» WHAT IS NEEDED
Reproduce this listing from its first line through the line with "use std::time::Duration;", inclusive, leaving out all that follows.

■ ■ ■ ■ ■ ■ ■

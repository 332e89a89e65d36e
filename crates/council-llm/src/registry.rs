//! Provider registry - the static analyst roster
//!
//! Loaded once at process start and never mutated afterwards. Overrides from
//! the environment are folded in before the registry is frozen.

use crate::dialect::WireDialect;
use crate::error::{Error, Result};
use serde::{Deserialize, Serialize};
use std::collections::HashSet;
use std::ops::RangeInclusive;
use std::time::Duration;
use tracing::{info, warn};

/// Env var selecting the enabled subset (comma separated ids)
pub const SELECTED_MODELS_VAR: &str = "CONSENSUS_AI_MODELS";

/// Accepted per-provider call timeouts, in milliseconds
pub const TIMEOUT_RANGE_MS: RangeInclusive<u64> = 1_000..=300_000;

/// Static configuration of one provider
#[derive(Debug, Clone, PartialEq, Eq, Serialize, Deserialize)]
pub struct ProviderConfig {
    /// Unique key
    pub id: String,
    /// Display name
    pub name: String,
    /// Role label shown next to the opinion
    pub role: String,
    /// What the analyst focuses on, rendered into the prompt
    pub role_description: String,
    /// Request/response shape
    pub dialect: WireDialect,
    /// API base URL, without trailing slash
    pub base_url: String,
    /// Model name sent to the provider
    pub model: String,
    /// Name of the credential holding the API key
    pub credential: String,
    /// Whether the provider takes part in orchestration
    #[serde(default = "default_enabled")]
    pub enabled: bool,
    /// Call deadline for this provider; the engine-wide timeout applies when unset
    #[serde(default, skip_serializing_if = "Option::is_none")]
    pub timeout_ms: Option<u64>,
}

fn default_enabled() -> bool {
    true
}

impl ProviderConfig {
    /// Create an enabled provider
    #[must_use]
    pub fn new(
        id: impl Into<String>,
        name: impl Into<String>,
        dialect: WireDialect,
        base_url: impl Into<String>,
        model: impl Into<String>,
        credential: impl Into<String>,
    ) -> Self {
        Self {
            id: id.into(),
            name: name.into(),
            role: String::new(),
            role_description: String::new(),
            dialect,
            base_url: base_url.into(),
            model: model.into(),
            credential: credential.into(),
            enabled: true,
            timeout_ms: None,
        }
    }

    /// Set role label and description
    #[must_use]
    pub fn with_role(mut self, role: impl Into<String>, description: impl Into<String>) -> Self {
        self.role = role.into();
        self.role_description = description.into();
        self
    }

    /// Set the enabled flag
    #[must_use]
    pub fn with_enabled(mut self, enabled: bool) -> Self {
        self.enabled = enabled;
        self
    }

    /// Set the call deadline
    #[must_use]
    pub fn with_timeout(mut self, timeout: Duration) -> Self {
        self.timeout_ms = Some(timeout.as_millis() as u64);
        self
    }

    /// Call deadline, when the provider sets its own
    #[must_use]
    pub fn timeout(&self) -> Option<Duration> {
        self.timeout_ms.map(Duration::from_millis)
    }

    fn env_prefix(&self) -> String {
        format!("MODEL_{}_", self.id.to_ascii_uppercase().replace('-', "_"))
    }
}

/// The five-analyst council used when configuration names no providers
#[must_use]
pub fn default_providers() -> Vec<ProviderConfig> {
    vec![
        ProviderConfig::new(
            "deepseek",
            "DeepSeek",
            WireDialect::OpenAi,
            "https://api.deepseek.com/v1",
            "deepseek-chat",
            "DEEPSEEK_API_KEY",
        )
        .with_role(
            "Momentum Hunter",
            "Technical analysis expert focusing on price momentum, trend signals, and chart patterns",
        ),
        ProviderConfig::new(
            "kimi",
            "Kimi",
            WireDialect::OpenAi,
            "https://api.kimi.com/coding/v1",
            "kimi",
            "KIMI_API_KEY",
        )
        .with_role(
            "Whale Watcher",
            "Tracks large holder movements, accumulation/distribution patterns, and smart money flows",
        ),
        ProviderConfig::new(
            "minimax",
            "MiniMax",
            WireDialect::OpenAi,
            "https://api.minimax.io/v1",
            "MiniMax-M2",
            "MINIMAX_API_KEY",
        )
        .with_role(
            "Sentiment Scout",
            "Analyzes social sentiment, news trends, fear/greed indicators, and market psychology",
        ),
        ProviderConfig::new(
            "glm",
            "GLM",
            WireDialect::Anthropic,
            "https://api.z.ai/api/anthropic/v1",
            "glm-4.6",
            "GLM_API_KEY",
        )
        .with_role(
            "On-Chain Oracle",
            "Monitors on-chain metrics, TVL changes, protocol activity, and network fundamentals",
        ),
        ProviderConfig::new(
            "gemini",
            "Gemini",
            WireDialect::Google,
            "https://generativelanguage.googleapis.com/v1beta",
            "gemini-2.0-flash",
            "GEMINI_API_KEY",
        )
        .with_role(
            "Risk Manager",
            "Assesses portfolio risk, recommends position sizing, sets stop-loss levels, and evaluates risk/reward",
        ),
    ]
}

/// Immutable provider roster
#[derive(Debug, Clone)]
pub struct ProviderRegistry {
    providers: Vec<ProviderConfig>,
}

impl ProviderRegistry {
    /// Build a registry, rejecting empty rosters and duplicate ids
    pub fn new(providers: Vec<ProviderConfig>) -> Result<Self> {
        if providers.is_empty() {
            return Err(Error::NotConfigured("no providers configured".to_string()));
        }

        let mut seen = HashSet::new();
        for provider in &providers {
            if provider.id.trim().is_empty() {
                return Err(Error::NotConfigured("provider with empty id".to_string()));
            }
            if !seen.insert(provider.id.as_str()) {
                return Err(Error::NotConfigured(format!(
                    "duplicate provider id: {}",
                    provider.id
                )));
            }
            if let Some(ms) = provider.timeout_ms.filter(|ms| !TIMEOUT_RANGE_MS.contains(ms)) {
                return Err(Error::NotConfigured(format!(
                    "provider {} timeout {ms}ms outside {}..={}ms",
                    provider.id,
                    TIMEOUT_RANGE_MS.start(),
                    TIMEOUT_RANGE_MS.end()
                )));
            }
        }

        Ok(Self { providers })
    }

    /// Build a registry after applying overrides read through `lookup`
    ///
    /// Recognized keys:
    /// - `MODEL_<ID>_MODEL`
    /// - `MODEL_<ID>_BASE_URL` (or `MODEL_<ID>_BASEURL`)
    /// - `MODEL_<ID>_TIMEOUT`: milliseconds, ignored outside [`TIMEOUT_RANGE_MS`]
    /// - `CONSENSUS_AI_MODELS`: comma separated ids; every other provider is disabled
    pub fn with_overrides<F>(mut providers: Vec<ProviderConfig>, lookup: F) -> Result<Self>
    where
        F: Fn(&str) -> Option<String>,
    {
        let setting = |key: String| lookup(&key).filter(|v| !v.trim().is_empty());

        for provider in &mut providers {
            let prefix = provider.env_prefix();
            if let Some(model) = setting(format!("{prefix}MODEL")) {
                provider.model = model.trim().to_string();
            }
            if let Some(url) = setting(format!("{prefix}BASE_URL"))
                .or_else(|| setting(format!("{prefix}BASEURL")))
            {
                provider.base_url = url.trim().trim_end_matches('/').to_string();
            }
            if let Some(raw) = setting(format!("{prefix}TIMEOUT")) {
                match raw.trim().parse::<u64>() {
                    Ok(ms) if TIMEOUT_RANGE_MS.contains(&ms) => provider.timeout_ms = Some(ms),
                    _ => warn!(
                        provider = %provider.id,
                        value = %raw,
                        "Ignoring {}TIMEOUT outside {}..={}ms",
                        prefix,
                        TIMEOUT_RANGE_MS.start(),
                        TIMEOUT_RANGE_MS.end()
                    ),
                }
            }
        }

        if let Some(selection) = lookup(SELECTED_MODELS_VAR) {
            let selected: Vec<String> = selection
                .split(',')
                .map(|s| s.trim().to_ascii_lowercase())
                .filter(|s| !s.is_empty())
                .collect();

            if !selected.is_empty() {
                for id in &selected {
                    if !providers.iter().any(|p| p.id.eq_ignore_ascii_case(id)) {
                        warn!(provider = %id, "Unknown provider in {}", SELECTED_MODELS_VAR);
                    }
                }
                for provider in &mut providers {
                    provider.enabled = selected.iter().any(|id| provider.id.eq_ignore_ascii_case(id));
                }
            }
        }

        let registry = Self::new(providers)?;
        info!(
            enabled = ?registry.enabled().map(|p| p.id.as_str()).collect::<Vec<_>>(),
            "Provider registry loaded"
        );
        Ok(registry)
    }

    /// Build from the process environment
    pub fn from_env(providers: Vec<ProviderConfig>) -> Result<Self> {
        Self::with_overrides(providers, |key| std::env::var(key).ok())
    }

    /// All providers in registration order
    #[must_use]
    pub fn all(&self) -> &[ProviderConfig] {
        &self.providers
    }

    /// Enabled providers in registration order
    pub fn enabled(&self) -> impl Iterator<Item = &ProviderConfig> {
        self.providers.iter().filter(|p| p.enabled)
    }

    /// Number of enabled providers
    #[must_use]
    pub fn enabled_count(&self) -> usize {
        self.enabled().count()
    }

    /// Look up a provider by id
    #[must_use]
    pub fn get(&self, id: &str) -> Option<&ProviderConfig> {
        self.providers.iter().find(|p| p.id == id)
    }

    /// Number of providers
    #[must_use]
    pub fn len(&self) -> usize {
        self.providers.len()
    }

    /// Whether the registry is empty (never true for a constructed registry)
    #[must_use]
    pub fn is_empty(&self) -> bool {
        self.providers.is_empty()
    }
}

#[cfg(test)]
mod tests {
    use super::*;
    use std::collections::HashMap;

    fn lookup(vars: &[(&str, &str)]) -> impl Fn(&str) -> Option<String> {
        let map: HashMap<String, String> = vars
            .iter()
            .map(|(k, v)| (k.to_string(), v.to_string()))
            .collect();
        move |key| map.get(key).cloned()
    }

    #[test]
    fn test_default_roster() {
        let providers = default_providers();
        assert_eq!(providers.len(), 5);
        assert!(providers.iter().all(|p| p.enabled));
        assert_eq!(
            providers.iter().filter(|p| p.dialect == WireDialect::OpenAi).count(),
            3
        );
        assert!(providers.iter().all(|p| !p.role_description.is_empty()));
    }

    #[test]
    fn test_rejects_duplicates_and_empty() {
        assert!(ProviderRegistry::new(vec![]).is_err());

        let mut providers = default_providers();
        providers.push(providers[0].clone());
        assert!(matches!(
            ProviderRegistry::new(providers),
            Err(Error::NotConfigured(msg)) if msg.contains("deepseek")
        ));
    }

    #[test]
    fn test_model_and_url_overrides() {
        let registry = ProviderRegistry::with_overrides(
            default_providers(),
            lookup(&[
                ("MODEL_DEEPSEEK_MODEL", "deepseek-reasoner"),
                ("MODEL_GLM_BASE_URL", "https://proxy.local/anthropic/"),
                ("MODEL_GEMINI_BASEURL", "https://proxy.local/google"),
                ("MODEL_KIMI_MODEL", "   "),
            ]),
        )
        .unwrap();

        assert_eq!(registry.get("deepseek").unwrap().model, "deepseek-reasoner");
        assert_eq!(
            registry.get("glm").unwrap().base_url,
            "https://proxy.local/anthropic"
        );
        assert_eq!(registry.get("gemini").unwrap().base_url, "https://proxy.local/google");
        assert_eq!(registry.get("kimi").unwrap().model, "kimi");
    }

    #[test]
    fn test_timeout_override_within_bounds() {
        let registry = ProviderRegistry::with_overrides(
            default_providers(),
            lookup(&[
                ("MODEL_DEEPSEEK_TIMEOUT", "45000"),
                ("MODEL_KIMI_TIMEOUT", "1000"),
                ("MODEL_MINIMAX_TIMEOUT", "300000"),
            ]),
        )
        .unwrap();

        assert_eq!(
            registry.get("deepseek").unwrap().timeout(),
            Some(Duration::from_secs(45))
        );
        assert_eq!(registry.get("kimi").unwrap().timeout_ms, Some(1_000));
        assert_eq!(registry.get("minimax").unwrap().timeout_ms, Some(300_000));
        assert_eq!(registry.get("glm").unwrap().timeout(), None);
    }

    #[test]
    fn test_timeout_override_out_of_bounds_is_ignored() {
        let registry = ProviderRegistry::with_overrides(
            default_providers(),
            lookup(&[
                ("MODEL_DEEPSEEK_TIMEOUT", "999"),
                ("MODEL_KIMI_TIMEOUT", "300001"),
                ("MODEL_MINIMAX_TIMEOUT", "soon"),
                ("MODEL_GLM_TIMEOUT", "-5"),
            ]),
        )
        .unwrap();

        assert!(registry.all().iter().all(|p| p.timeout_ms.is_none()));
    }

    #[test]
    fn test_configured_timeout_out_of_bounds_is_rejected() {
        let mut providers = default_providers();
        providers[4] = providers[4].clone().with_timeout(Duration::from_millis(500));
        assert!(matches!(
            ProviderRegistry::new(providers),
            Err(Error::NotConfigured(msg)) if msg.contains("gemini") && msg.contains("500ms")
        ));

        let mut providers = default_providers();
        providers[0] = providers[0].clone().with_timeout(Duration::from_secs(60));
        assert!(ProviderRegistry::new(providers).is_ok());
    }

    #[test]
    fn test_enabled_selection() {
        let registry = ProviderRegistry::with_overrides(
            default_providers(),
            lookup(&[(SELECTED_MODELS_VAR, "Gemini, glm,unknown")]),
        )
        .unwrap();

        let enabled: Vec<&str> = registry.enabled().map(|p| p.id.as_str()).collect();
        assert_eq!(enabled, vec!["glm", "gemini"]);
        assert_eq!(registry.len(), 5);
        assert_eq!(registry.enabled_count(), 2);
    }

    #[test]
    fn test_blank_selection_keeps_all() {
        let registry = ProviderRegistry::with_overrides(
            default_providers(),
            lookup(&[(SELECTED_MODELS_VAR, " , ")]),
        )
        .unwrap();
        assert_eq!(registry.enabled_count(), 5);
    }

    #[test]
    fn test_deserialize_from_toml_like_json() {
        let json = r#"{
            "id": "local",
            "name": "Local",
            "role": "Tester",
            "role_description": "Answers quickly",
            "dialect": "openai",
            "base_url": "http://localhost:8080/v1",
            "model": "tiny",
            "credential": "LOCAL_KEY"
        }"#;
        let provider: ProviderConfig = serde_json::from_str(json).unwrap();
        assert!(provider.enabled);
        assert_eq!(provider.timeout_ms, None);
        assert_eq!(provider.dialect, WireDialect::OpenAi);
    }
}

■ ■ ■ ■ ■ ■ ■

» COMPLETED TASK
repository 332e89a89e65d36e
filename crates/council-llm/src/registry.rs
//! Provider registry - the static analyst roster
//!
//! Loaded once at process start and never mutated afterwards. Overrides from
//! the environment are folded in before the registry is frozen.

use crate::dialect::WireDialect;
use crate::error::{Error, Result};
use serde::{Deserialize, Serialize};
use std::collections::HashSet;
use std::ops::RangeInclusive;
use std::time::Duration;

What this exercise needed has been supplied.